*EXTRACTED INFORMATION*
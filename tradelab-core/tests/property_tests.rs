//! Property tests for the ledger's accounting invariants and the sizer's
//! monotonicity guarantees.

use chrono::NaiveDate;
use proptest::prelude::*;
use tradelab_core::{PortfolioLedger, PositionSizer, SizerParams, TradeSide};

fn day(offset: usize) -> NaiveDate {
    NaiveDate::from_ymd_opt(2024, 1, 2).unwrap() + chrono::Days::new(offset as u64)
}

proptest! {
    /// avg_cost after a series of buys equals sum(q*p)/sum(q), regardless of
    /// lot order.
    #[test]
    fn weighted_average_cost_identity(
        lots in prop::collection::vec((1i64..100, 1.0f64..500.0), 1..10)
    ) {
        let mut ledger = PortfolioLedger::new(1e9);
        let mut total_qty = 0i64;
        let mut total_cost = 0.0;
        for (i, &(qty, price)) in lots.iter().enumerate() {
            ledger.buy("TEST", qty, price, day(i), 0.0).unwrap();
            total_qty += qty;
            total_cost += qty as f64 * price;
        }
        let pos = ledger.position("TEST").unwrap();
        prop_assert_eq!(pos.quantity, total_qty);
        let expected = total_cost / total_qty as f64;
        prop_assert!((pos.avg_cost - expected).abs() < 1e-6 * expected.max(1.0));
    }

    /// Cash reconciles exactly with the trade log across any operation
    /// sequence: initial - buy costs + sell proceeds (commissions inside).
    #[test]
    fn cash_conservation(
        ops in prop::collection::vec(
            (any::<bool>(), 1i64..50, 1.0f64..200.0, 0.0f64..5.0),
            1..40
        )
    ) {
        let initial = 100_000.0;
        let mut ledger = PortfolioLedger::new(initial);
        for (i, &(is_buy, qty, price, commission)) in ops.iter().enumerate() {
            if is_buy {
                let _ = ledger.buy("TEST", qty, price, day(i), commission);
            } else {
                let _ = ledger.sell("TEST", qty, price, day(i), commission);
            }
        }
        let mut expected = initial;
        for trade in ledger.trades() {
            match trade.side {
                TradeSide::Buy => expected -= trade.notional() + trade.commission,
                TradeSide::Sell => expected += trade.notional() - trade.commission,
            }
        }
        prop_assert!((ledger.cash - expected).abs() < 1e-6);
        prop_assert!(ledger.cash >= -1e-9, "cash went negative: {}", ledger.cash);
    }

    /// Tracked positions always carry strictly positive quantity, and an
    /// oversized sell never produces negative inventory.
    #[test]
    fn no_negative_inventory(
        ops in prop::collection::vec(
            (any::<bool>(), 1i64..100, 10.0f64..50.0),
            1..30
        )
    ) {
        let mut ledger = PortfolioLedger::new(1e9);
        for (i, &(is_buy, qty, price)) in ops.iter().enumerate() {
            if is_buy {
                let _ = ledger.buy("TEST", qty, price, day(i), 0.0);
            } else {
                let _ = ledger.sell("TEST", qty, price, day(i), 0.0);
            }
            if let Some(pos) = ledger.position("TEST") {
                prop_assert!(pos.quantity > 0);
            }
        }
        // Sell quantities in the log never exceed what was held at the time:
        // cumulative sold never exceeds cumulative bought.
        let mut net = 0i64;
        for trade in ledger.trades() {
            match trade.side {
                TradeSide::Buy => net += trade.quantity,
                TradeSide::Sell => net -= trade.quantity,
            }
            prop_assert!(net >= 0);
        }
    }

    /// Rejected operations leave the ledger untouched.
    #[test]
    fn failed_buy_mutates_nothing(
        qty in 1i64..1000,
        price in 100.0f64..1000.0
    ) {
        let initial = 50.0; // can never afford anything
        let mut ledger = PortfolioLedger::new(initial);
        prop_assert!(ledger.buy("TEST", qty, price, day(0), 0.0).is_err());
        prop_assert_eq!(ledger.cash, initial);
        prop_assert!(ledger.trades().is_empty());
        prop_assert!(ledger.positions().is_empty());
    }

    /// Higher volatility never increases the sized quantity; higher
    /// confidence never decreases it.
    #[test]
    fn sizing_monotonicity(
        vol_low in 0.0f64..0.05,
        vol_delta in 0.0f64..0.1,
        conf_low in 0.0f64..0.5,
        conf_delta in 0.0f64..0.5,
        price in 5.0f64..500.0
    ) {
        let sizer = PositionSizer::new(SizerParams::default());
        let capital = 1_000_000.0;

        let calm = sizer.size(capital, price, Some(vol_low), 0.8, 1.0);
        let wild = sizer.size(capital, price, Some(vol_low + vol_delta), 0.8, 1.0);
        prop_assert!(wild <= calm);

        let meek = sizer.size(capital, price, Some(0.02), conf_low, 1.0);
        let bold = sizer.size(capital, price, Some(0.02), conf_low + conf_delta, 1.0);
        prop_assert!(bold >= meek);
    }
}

==

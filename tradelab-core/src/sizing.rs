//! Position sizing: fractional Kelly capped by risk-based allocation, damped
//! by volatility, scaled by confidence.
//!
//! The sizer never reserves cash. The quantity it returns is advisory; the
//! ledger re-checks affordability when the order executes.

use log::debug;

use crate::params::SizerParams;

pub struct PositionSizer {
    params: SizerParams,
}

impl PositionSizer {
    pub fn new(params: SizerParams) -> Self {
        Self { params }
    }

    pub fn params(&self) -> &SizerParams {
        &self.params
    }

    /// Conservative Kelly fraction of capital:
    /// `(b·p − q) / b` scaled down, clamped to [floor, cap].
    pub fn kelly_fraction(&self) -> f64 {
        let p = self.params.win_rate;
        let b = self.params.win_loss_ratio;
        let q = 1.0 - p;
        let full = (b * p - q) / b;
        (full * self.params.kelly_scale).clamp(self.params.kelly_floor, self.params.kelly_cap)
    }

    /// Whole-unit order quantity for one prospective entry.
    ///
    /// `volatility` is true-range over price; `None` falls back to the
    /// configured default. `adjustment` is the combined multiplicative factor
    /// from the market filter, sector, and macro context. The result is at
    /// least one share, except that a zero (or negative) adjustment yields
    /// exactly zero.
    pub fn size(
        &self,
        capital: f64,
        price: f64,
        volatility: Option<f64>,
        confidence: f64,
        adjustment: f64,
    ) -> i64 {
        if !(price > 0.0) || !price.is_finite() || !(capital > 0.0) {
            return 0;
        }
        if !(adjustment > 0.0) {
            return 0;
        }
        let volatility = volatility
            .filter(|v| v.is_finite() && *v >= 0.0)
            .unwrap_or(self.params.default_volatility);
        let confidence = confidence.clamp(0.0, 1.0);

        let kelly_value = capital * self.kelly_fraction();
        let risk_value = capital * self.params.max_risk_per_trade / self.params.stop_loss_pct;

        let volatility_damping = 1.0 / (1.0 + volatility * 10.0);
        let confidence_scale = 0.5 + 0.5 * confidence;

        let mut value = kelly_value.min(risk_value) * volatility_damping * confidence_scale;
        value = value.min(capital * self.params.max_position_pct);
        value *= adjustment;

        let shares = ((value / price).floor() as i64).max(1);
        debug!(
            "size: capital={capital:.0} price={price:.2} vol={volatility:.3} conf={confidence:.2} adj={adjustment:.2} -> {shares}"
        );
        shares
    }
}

*EXERCISE DETAILS*
What is needed is a verbatim copy of every line in the records above from the one containing "for (i, &(qty, price))" down to the one containing "if let Some(pos)", both included, and nothing more.

*ANSWER BOX*
        for (i, &(qty, price)) in lots.iter().enumerate() {
            ledger.buy("TEST", qty, price, day(i), 0.0).unwrap();
            total_qty += qty;
            total_cost += qty as f64 * price;
        }
        let pos = ledger.position("TEST").unwrap();
        prop_assert_eq!(pos.quantity, total_qty);
        let expected = total_cost / total_qty as f64;
        prop_assert!((pos.avg_cost - expected).abs() < 1e-6 * expected.max(1.0));
    }

    /// Cash reconciles exactly with the trade log across any operation
    /// sequence: initial - buy costs + sell proceeds (commissions inside).
    #[test]
    fn cash_conservation(
        ops in prop::collection::vec(
            (any::<bool>(), 1i64..50, 1.0f64..200.0, 0.0f64..5.0),
            1..40
        )
    ) {
        let initial = 100_000.0;
        let mut ledger = PortfolioLedger::new(initial);
        for (i, &(is_buy, qty, price, commission)) in ops.iter().enumerate() {
            if is_buy {
                let _ = ledger.buy("TEST", qty, price, day(i), commission);
            } else {
                let _ = ledger.sell("TEST", qty, price, day(i), commission);
            }
        }
        let mut expected = initial;
        for trade in ledger.trades() {
            match trade.side {
                TradeSide::Buy => expected -= trade.notional() + trade.commission,
                TradeSide::Sell => expected += trade.notional() - trade.commission,
            }
        }
        prop_assert!((ledger.cash - expected).abs() < 1e-6);
        prop_assert!(ledger.cash >= -1e-9, "cash went negative: {}", ledger.cash);
    }

    /// Tracked positions always carry strictly positive quantity, and an
    /// oversized sell never produces negative inventory.
    #[test]
    fn no_negative_inventory(
        ops in prop::collection::vec(
            (any::<bool>(), 1i64..100, 10.0f64..50.0),
            1..30
        )
    ) {
        let mut ledger = PortfolioLedger::new(1e9);
        for (i, &(is_buy, qty, price)) in ops.iter().enumerate() {
            if is_buy {
                let _ = ledger.buy("TEST", qty, price, day(i), 0.0);
            } else {
                let _ = ledger.sell("TEST", qty, price, day(i), 0.0);
            }
            if let Some(pos) = ledger.position("TEST") {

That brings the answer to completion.